Take the line with "pub fn len(&self)" and all lines after it, through the end of the records below, and repeat them exactly.

--- START ---

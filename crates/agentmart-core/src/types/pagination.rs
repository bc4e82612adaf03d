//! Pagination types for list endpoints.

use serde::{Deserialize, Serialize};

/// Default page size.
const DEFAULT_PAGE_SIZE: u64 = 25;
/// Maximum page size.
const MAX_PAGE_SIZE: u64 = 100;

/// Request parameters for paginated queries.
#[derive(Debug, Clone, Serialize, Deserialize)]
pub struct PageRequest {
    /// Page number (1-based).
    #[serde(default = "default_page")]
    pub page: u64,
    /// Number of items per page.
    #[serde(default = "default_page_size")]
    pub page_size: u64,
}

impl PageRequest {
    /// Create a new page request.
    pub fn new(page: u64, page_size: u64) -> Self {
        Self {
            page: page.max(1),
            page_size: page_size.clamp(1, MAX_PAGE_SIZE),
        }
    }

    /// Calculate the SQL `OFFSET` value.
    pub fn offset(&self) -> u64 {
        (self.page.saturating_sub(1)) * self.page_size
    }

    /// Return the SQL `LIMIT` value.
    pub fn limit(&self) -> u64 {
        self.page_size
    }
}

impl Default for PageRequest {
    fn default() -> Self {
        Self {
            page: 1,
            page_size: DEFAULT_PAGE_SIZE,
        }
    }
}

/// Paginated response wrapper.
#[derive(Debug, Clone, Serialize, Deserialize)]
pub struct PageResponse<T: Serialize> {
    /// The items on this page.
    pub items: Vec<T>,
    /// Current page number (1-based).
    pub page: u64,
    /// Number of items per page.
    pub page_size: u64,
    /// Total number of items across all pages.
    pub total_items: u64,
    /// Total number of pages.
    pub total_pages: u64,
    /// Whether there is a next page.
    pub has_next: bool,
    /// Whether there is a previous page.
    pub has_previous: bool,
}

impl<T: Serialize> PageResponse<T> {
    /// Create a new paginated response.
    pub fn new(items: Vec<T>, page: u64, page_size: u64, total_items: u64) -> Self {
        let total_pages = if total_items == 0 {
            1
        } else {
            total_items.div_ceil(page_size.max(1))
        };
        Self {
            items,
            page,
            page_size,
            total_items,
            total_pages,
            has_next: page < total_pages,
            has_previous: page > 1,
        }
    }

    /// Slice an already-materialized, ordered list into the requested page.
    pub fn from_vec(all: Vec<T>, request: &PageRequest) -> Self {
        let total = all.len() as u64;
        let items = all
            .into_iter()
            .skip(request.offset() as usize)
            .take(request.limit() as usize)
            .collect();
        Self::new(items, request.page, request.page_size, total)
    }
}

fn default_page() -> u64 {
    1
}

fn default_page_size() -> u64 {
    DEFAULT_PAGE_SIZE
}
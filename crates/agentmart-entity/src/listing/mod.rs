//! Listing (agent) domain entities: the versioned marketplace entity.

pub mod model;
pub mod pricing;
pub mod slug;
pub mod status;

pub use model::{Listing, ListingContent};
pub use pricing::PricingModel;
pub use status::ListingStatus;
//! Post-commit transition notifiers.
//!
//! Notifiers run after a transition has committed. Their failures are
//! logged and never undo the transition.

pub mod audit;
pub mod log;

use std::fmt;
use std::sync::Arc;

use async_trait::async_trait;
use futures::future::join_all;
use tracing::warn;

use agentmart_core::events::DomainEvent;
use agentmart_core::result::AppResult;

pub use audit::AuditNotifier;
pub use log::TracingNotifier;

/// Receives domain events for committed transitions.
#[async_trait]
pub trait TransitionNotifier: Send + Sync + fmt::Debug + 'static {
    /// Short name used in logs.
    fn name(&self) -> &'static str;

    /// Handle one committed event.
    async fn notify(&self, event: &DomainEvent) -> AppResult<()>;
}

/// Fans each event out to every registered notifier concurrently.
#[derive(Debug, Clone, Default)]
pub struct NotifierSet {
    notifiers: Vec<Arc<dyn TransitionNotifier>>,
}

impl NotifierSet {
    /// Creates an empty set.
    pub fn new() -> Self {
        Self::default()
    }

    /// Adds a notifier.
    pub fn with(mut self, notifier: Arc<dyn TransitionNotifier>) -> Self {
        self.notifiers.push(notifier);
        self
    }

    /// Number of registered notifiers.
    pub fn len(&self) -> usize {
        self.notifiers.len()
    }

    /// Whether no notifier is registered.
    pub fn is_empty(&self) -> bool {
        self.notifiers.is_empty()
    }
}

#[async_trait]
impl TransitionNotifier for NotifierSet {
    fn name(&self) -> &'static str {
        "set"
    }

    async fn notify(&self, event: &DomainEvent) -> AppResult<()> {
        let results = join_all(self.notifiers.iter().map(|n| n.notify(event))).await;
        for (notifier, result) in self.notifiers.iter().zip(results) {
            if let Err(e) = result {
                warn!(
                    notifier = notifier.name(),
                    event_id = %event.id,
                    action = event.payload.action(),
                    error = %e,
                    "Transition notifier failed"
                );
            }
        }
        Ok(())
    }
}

--- END ---

WRITTEN SOLUTION —
    pub fn len(&self) -> usize {
        self.notifiers.len()
    }

    /// Whether no notifier is registered.
    pub fn is_empty(&self) -> bool {
        self.notifiers.is_empty()
    }
}

#[async_trait]
impl TransitionNotifier for NotifierSet {
    fn name(&self) -> &'static str {
        "set"
    }

    async fn notify(&self, event: &DomainEvent) -> AppResult<()> {
        let results = join_all(self.notifiers.iter().map(|n| n.notify(event))).await;
        for (notifier, result) in self.notifiers.iter().zip(results) {
            if let Err(e) = result {
                warn!(
                    notifier = notifier.name(),
                    event_id = %event.id,
                    action = event.payload.action(),
                    error = %e,
                    "Transition notifier failed"
                );
            }
        }
        Ok(())
    }
}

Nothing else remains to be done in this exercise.